Task: Retype the data below without altering anything.

(Stored records)
==============================
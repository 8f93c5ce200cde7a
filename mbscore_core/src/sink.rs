//! Result persistence.
//!
//! Results are appended to a JSONL file under an exclusive lock, written as
//! one JSON document per sample (atomically, via temp file + rename), and
//! summarized in a flat CSV.

use crate::aggregate::SampleResult;
use crate::{Error, Result};
use fs2::FileExt;
use serde::Serialize;
use std::collections::HashMap;
use std::fs::{File, OpenOptions};
use std::io::{BufRead, BufReader, Write};
use std::path::{Path, PathBuf};
use tempfile::NamedTempFile;

/// Destination for scored samples
pub trait ResultSink {
    fn write(&mut self, result: &SampleResult) -> Result<()>;
}

/// JSONL result log with file locking
pub struct JsonlSink {
    path: PathBuf,
}

impl JsonlSink {
    pub fn new(path: impl Into<PathBuf>) -> Self {
        Self { path: path.into() }
    }

    pub fn path(&self) -> &Path {
        &self.path
    }
}

impl ResultSink for JsonlSink {
    fn write(&mut self, result: &SampleResult) -> Result<()> {
        ensure_parent_dir(&self.path)?;

        let file = OpenOptions::new()
            .create(true)
            .append(true)
            .open(&self.path)?;
        file.lock_exclusive()?;

        let mut writer = std::io::BufWriter::new(&file);
        let line = serde_json::to_string(result)?;
        writer.write_all(line.as_bytes())?;
        writer.write_all(b"\n")?;
        writer.flush()?;
        drop(writer);

        file.unlock()?;
        tracing::debug!("Appended {} to {:?}", result.sample_id(), self.path);
        Ok(())
    }
}

/// Read every result from a JSONL log; malformed lines are skipped
pub fn read_results(path: &Path) -> Result<Vec<SampleResult>> {
    if !path.exists() {
        return Ok(Vec::new());
    }

    let file = File::open(path)?;
    file.lock_shared()?;

    let reader = BufReader::new(&file);
    let mut results = Vec::new();
    for (line_num, line) in reader.lines().enumerate() {
        let line = line?;
        if line.trim().is_empty() {
            continue;
        }
        match serde_json::from_str::<SampleResult>(&line) {
            Ok(result) => results.push(result),
            Err(e) => tracing::warn!("Skipping result at line {}: {}", line_num + 1, e),
        }
    }

    file.unlock()?;
    Ok(results)
}

/// One pretty-printed JSON document per sample
///
/// Distinct sample ids that sanitize to the same file name (`A/B`, `A_B`)
/// get numbered names (`A_B.json`, `A_B~2.json`) in write order.
pub struct JsonDirSink {
    dir: PathBuf,
    /// File stem -> sample id that owns it
    claimed: HashMap<String, String>,
    /// Sample id -> path written
    paths: HashMap<String, PathBuf>,
}

impl JsonDirSink {
    pub fn new(dir: impl Into<PathBuf>) -> Self {
        Self {
            dir: dir.into(),
            claimed: HashMap::new(),
            paths: HashMap::new(),
        }
    }

    /// File a sample's result was written to
    pub fn path_for(&self, sample_id: &str) -> Option<&Path> {
        self.paths.get(sample_id).map(PathBuf::as_path)
    }

    fn claim(&mut self, sample_id: &str) -> PathBuf {
        if let Some(path) = self.paths.get(sample_id) {
            return path.clone();
        }

        let base = file_stem(sample_id);
        let mut stem = base.clone();
        let mut n = 1;
        while self.claimed.get(&stem).is_some_and(|owner| owner != sample_id) {
            n += 1;
            stem = format!("{}~{}", base, n);
        }
        if n > 1 {
            tracing::warn!(
                "Sample id '{}' collides with '{}' on disk; writing {}.json",
                sample_id,
                self.claimed.get(&base).map(String::as_str).unwrap_or(""),
                stem
            );
        }

        let path = self.dir.join(format!("{}.json", stem));
        self.claimed.insert(stem, sample_id.to_string());
        self.paths.insert(sample_id.to_string(), path.clone());
        path
    }
}

impl ResultSink for JsonDirSink {
    fn write(&mut self, result: &SampleResult) -> Result<()> {
        let contents = serde_json::to_string_pretty(result)?;
        let path = self.claim(result.sample_id());
        write_atomic(&path, contents.as_bytes())
    }
}

/// Sample ids become file names; path separators and control characters are replaced
fn file_stem(sample_id: &str) -> String {
    let stem: String = sample_id
        .chars()
        .map(|c| match c {
            '/' | '\\' | ':' | '\0' => '_',
            c if c.is_control() => '_',
            c => c,
        })
        .collect();
    match stem.as_str() {
        "" | "." | ".." => format!("sample_{}", stem.len()),
        _ => stem,
    }
}

/// Write `contents` to `path` via a temp file in the same directory
pub fn write_atomic(path: &Path, contents: &[u8]) -> Result<()> {
    ensure_parent_dir(path)?;
    let parent = match path.parent() {
        Some(p) if !p.as_os_str().is_empty() => p,
        _ => Path::new("."),
    };

    let mut temp = NamedTempFile::new_in(parent)?;
    temp.write_all(contents)?;
    temp.as_file().sync_all()?;
    temp.persist(path).map_err(|e| Error::Io(e.error))?;
    Ok(())
}

fn ensure_parent_dir(path: &Path) -> Result<()> {
    if let Some(parent) = path.parent() {
        if !parent.as_os_str().is_empty() {
            std::fs::create_dir_all(parent)?;
        }
    }
    Ok(())
}

/// A row of the batch summary CSV
#[derive(Debug, Serialize)]
struct SummaryRow {
    sample_id: String,
    total_reads: u64,
    stages_computed: usize,
    shannon: Option<f64>,
    simpson: Option<f64>,
    chao1: Option<f64>,
    observed_taxa: Option<usize>,
    bf_ratio: Option<f64>,
    enterotype: Option<String>,
    enterotype_low_confidence: Option<bool>,
    health_score: Option<f64>,
    health_grade: Option<String>,
    mean_disease_score: Option<f64>,
    high_risk_diseases: Option<usize>,
    predicted_age: Option<f64>,
    age_gap: Option<f64>,
}

impl From<&SampleResult> for SummaryRow {
    fn from(result: &SampleResult) -> Self {
        let diversity = result.diversity().value();
        let enterotype = result.enterotype().value();
        let health = result.health().value();
        let risk = result.disease_risk().value();
        let age = result.age().value();

        SummaryRow {
            sample_id: result.sample_id().to_string(),
            total_reads: result.total_reads(),
            stages_computed: result.completeness().computed_count(),
            shannon: diversity.map(|d| d.shannon),
            simpson: diversity.map(|d| d.simpson),
            chao1: diversity.map(|d| d.chao1),
            observed_taxa: diversity.map(|d| d.observed_taxa),
            bf_ratio: diversity.and_then(|d| d.bf_ratio.value()),
            enterotype: enterotype.map(|e| e.label.to_string()),
            enterotype_low_confidence: enterotype.map(|e| e.low_confidence),
            health_score: health.map(|h| h.overall),
            health_grade: health.map(|h| h.grade.label().to_string()),
            mean_disease_score: risk.map(|r| r.mean_score),
            high_risk_diseases: risk.map(|r| r.high_risk_count),
            predicted_age: age.map(|a| a.predicted_age),
            age_gap: age.and_then(|a| a.age_gap),
        }
    }
}

/// Write the summary CSV for a batch, replacing any previous file
pub fn write_summary_csv(path: &Path, results: &[SampleResult]) -> Result<()> {
    let mut writer = csv::WriterBuilder::new().has_headers(true).from_writer(Vec::new());
    for result in results {
        writer.serialize(SummaryRow::from(result))?;
    }
    let bytes = writer
        .into_inner()
        .map_err(|e| Error::Other(format!("Failed to finish summary CSV: {}", e)))?;
    write_atomic(path, &bytes)?;

    tracing::info!("Wrote summary of {} samples to {:?}", results.len(), path);
    Ok(())
}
==============================
Written response:
repository 8f93c5ce200cde7a
filename mbscore_core/src/sink.rs
//! Result persistence.
//!
//! Results are appended to a JSONL file under an exclusive lock, written as
//! one JSON document per sample (atomically, via temp file + rename), and
//! summarized in a flat CSV.

use crate::aggregate::SampleResult;
use crate::{Error, Result};
use fs2::FileExt;
use serde::Serialize;
use std::collections::HashMap;
use std::fs::{File, OpenOptions};
use std::io::{BufRead, BufReader, Write};
use std::path::{Path, PathBuf};
use tempfile::NamedTempFile;

/// Destination for scored samples
pub trait ResultSink {
    fn write(&mut self, result: &SampleResult) -> Result<()>;
}

/// JSONL result log with file locking
pub struct JsonlSink {
    path: PathBuf,
}

impl JsonlSink {
    pub fn new(path: impl Into<PathBuf>) -> Self {
        Self { path: path.into() }
    }

    pub fn path(&self) -> &Path {
        &self.path
    }
}

impl ResultSink for JsonlSink {
    fn write(&mut self, result: &SampleResult) -> Result<()> {
        ensure_parent_dir(&self.path)?;

        let file = OpenOptions::new()
            .create(true)
            .append(true)
            .open(&self.path)?;
        file.lock_exclusive()?;

        let mut writer = std::io::BufWriter::new(&file);
        let line = serde_json::to_string(result)?;
        writer.write_all(line.as_bytes())?;
        writer.write_all(b"\n")?;
        writer.flush()?;
        drop(writer);

        file.unlock()?;
        tracing::debug!("Appended {} to {:?}", result.sample_id(), self.path);
        Ok(())
    }
}

/// Read every result from a JSONL log; malformed lines are skipped
pub fn read_results(path: &Path) -> Result<Vec<SampleResult>> {
    if !path.exists() {
        return Ok(Vec::new());
    }

    let file = File::open(path)?;
    file.lock_shared()?;

    let reader = BufReader::new(&file);
    let mut results = Vec::new();
    for (line_num, line) in reader.lines().enumerate() {
        let line = line?;
        if line.trim().is_empty() {
            continue;
        }
        match serde_json::from_str::<SampleResult>(&line) {
            Ok(result) => results.push(result),
            Err(e) => tracing::warn!("Skipping result at line {}: {}", line_num + 1, e),
        }
    }

    file.unlock()?;
    Ok(results)
}

/// One pretty-printed JSON document per sample
///
/// Distinct sample ids that sanitize to the same file name (`A/B`, `A_B`)
/// get numbered names (`A_B.json`, `A_B~2.json`) in write order.
pub struct JsonDirSink {
    dir: PathBuf,
    /// File stem -> sample id that owns it
    claimed: HashMap<String, String>,
    /// Sample id -> path written
    paths: HashMap<String, PathBuf>,
}

impl JsonDirSink {
    pub fn new(dir: impl Into<PathBuf>) -> Self {
        Self {
            dir: dir.into(),
            claimed: HashMap::new(),
            paths: HashMap::new(),
        }
    }

    /// File a sample's result was written to
    pub fn path_for(&self, sample_id: &str) -> Option<&Path> {
        self.paths.get(sample_id).map(PathBuf::as_path)
    }

    fn claim(&mut self, sample_id: &str) -> PathBuf {
        if let Some(path) = self.paths.get(sample_id) {
            return path.clone();
        }

        let base = file_stem(sample_id);
        let mut stem = base.clone();
        let mut n = 1;
        while self.claimed.get(&stem).is_some_and(|owner| owner != sample_id) {
            n += 1;
            stem = format!("{}~{}", base, n);
        }
        if n > 1 {
            tracing::warn!(
                "Sample id '{}' collides with '{}' on disk; writing {}.json",
                sample_id,
                self.claimed.get(&base).map(String::as_str).unwrap_or(""),
                stem
            );
        }

        let path = self.dir.join(format!("{}.json", stem));
        self.claimed.insert(stem, sample_id.to_string());
        self.paths.insert(sample_id.to_string(), path.clone());
        path
    }
}

impl ResultSink for JsonDirSink {
    fn write(&mut self, result: &SampleResult) -> Result<()> {
        let contents = serde_json::to_string_pretty(result)?;
        let path = self.claim(result.sample_id());
        write_atomic(&path, contents.as_bytes())
    }
}

/// Sample ids become file names; path separators and control characters are replaced
fn file_stem(sample_id: &str) -> String {
    let stem: String = sample_id
        .chars()
        .map(|c| match c {
            '/' | '\\' | ':' | '\0' => '_',
            c if c.is_control() => '_',
            c => c,
        })
        .collect();
    match stem.as_str() {
        "" | "." | ".." => format!("sample_{}", stem.len()),
        _ => stem,
    }
}

/// Write `contents` to `path` via a temp file in the same directory
pub fn write_atomic(path: &Path, contents: &[u8]) -> Result<()> {
    ensure_parent_dir(path)?;
    let parent = match path.parent() {
        Some(p) if !p.as_os_str().is_empty() => p,
        _ => Path::new("."),
    };

    let mut temp = NamedTempFile::new_in(parent)?;
    temp.write_all(contents)?;
    temp.as_file().sync_all()?;
    temp.persist(path).map_err(|e| Error::Io(e.error))?;
    Ok(())
}

fn ensure_parent_dir(path: &Path) -> Result<()> {
    if let Some(parent) = path.parent() {
        if !parent.as_os_str().is_empty() {
            std::fs::create_dir_all(parent)?;
        }
    }
    Ok(())
}

/// A row of the batch summary CSV
#[derive(Debug, Serialize)]
struct SummaryRow {
    sample_id: String,
    total_reads: u64,
    stages_computed: usize,
    shannon: Option<f64>,
    simpson: Option<f64>,
    chao1: Option<f64>,
    observed_taxa: Option<usize>,
    bf_ratio: Option<f64>,
    enterotype: Option<String>,
    enterotype_low_confidence: Option<bool>,
    health_score: Option<f64>,
    health_grade: Option<String>,
    mean_disease_score: Option<f64>,
    high_risk_diseases: Option<usize>,
    predicted_age: Option<f64>,
    age_gap: Option<f64>,
}

impl From<&SampleResult> for SummaryRow {
    fn from(result: &SampleResult) -> Self {
        let diversity = result.diversity().value();
        let enterotype = result.enterotype().value();
        let health = result.health().value();
        let risk = result.disease_risk().value();
        let age = result.age().value();

        SummaryRow {
            sample_id: result.sample_id().to_string(),
            total_reads: result.total_reads(),
            stages_computed: result.completeness().computed_count(),
            shannon: diversity.map(|d| d.shannon),
            simpson: diversity.map(|d| d.simpson),
            chao1: diversity.map(|d| d.chao1),
            observed_taxa: diversity.map(|d| d.observed_taxa),
            bf_ratio: diversity.and_then(|d| d.bf_ratio.value()),
            enterotype: enterotype.map(|e| e.label.to_string()),
            enterotype_low_confidence: enterotype.map(|e| e.low_confidence),
            health_score: health.map(|h| h.overall),
            health_grade: health.map(|h| h.grade.label().to_string()),
            mean_disease_score: risk.map(|r| r.mean_score),
            high_risk_diseases: risk.map(|r| r.high_risk_count),
            predicted_age: age.map(|a| a.predicted_age),
            age_gap: age.and_then(|a| a.age_gap),
        }
    }
}

/// Write the summary CSV for a batch, replacing any previous file
pub fn write_summary_csv(path: &Path, results: &[SampleResult]) -> Result<()> {
    let mut writer = csv::WriterBuilder::new().has_headers(true).from_writer(Vec::new());
    for result in results {
        writer.serialize(SummaryRow::from(result))?;
    }
    let bytes = writer
        .into_inner()
        .map_err(|e| Error::Other(format!("Failed to finish summary CSV: {}", e)))?;
    write_atomic(path, &bytes)?;

    tracing::info!("Wrote summary of {} samples to {:?}", results.len(), path);
    Ok(())
}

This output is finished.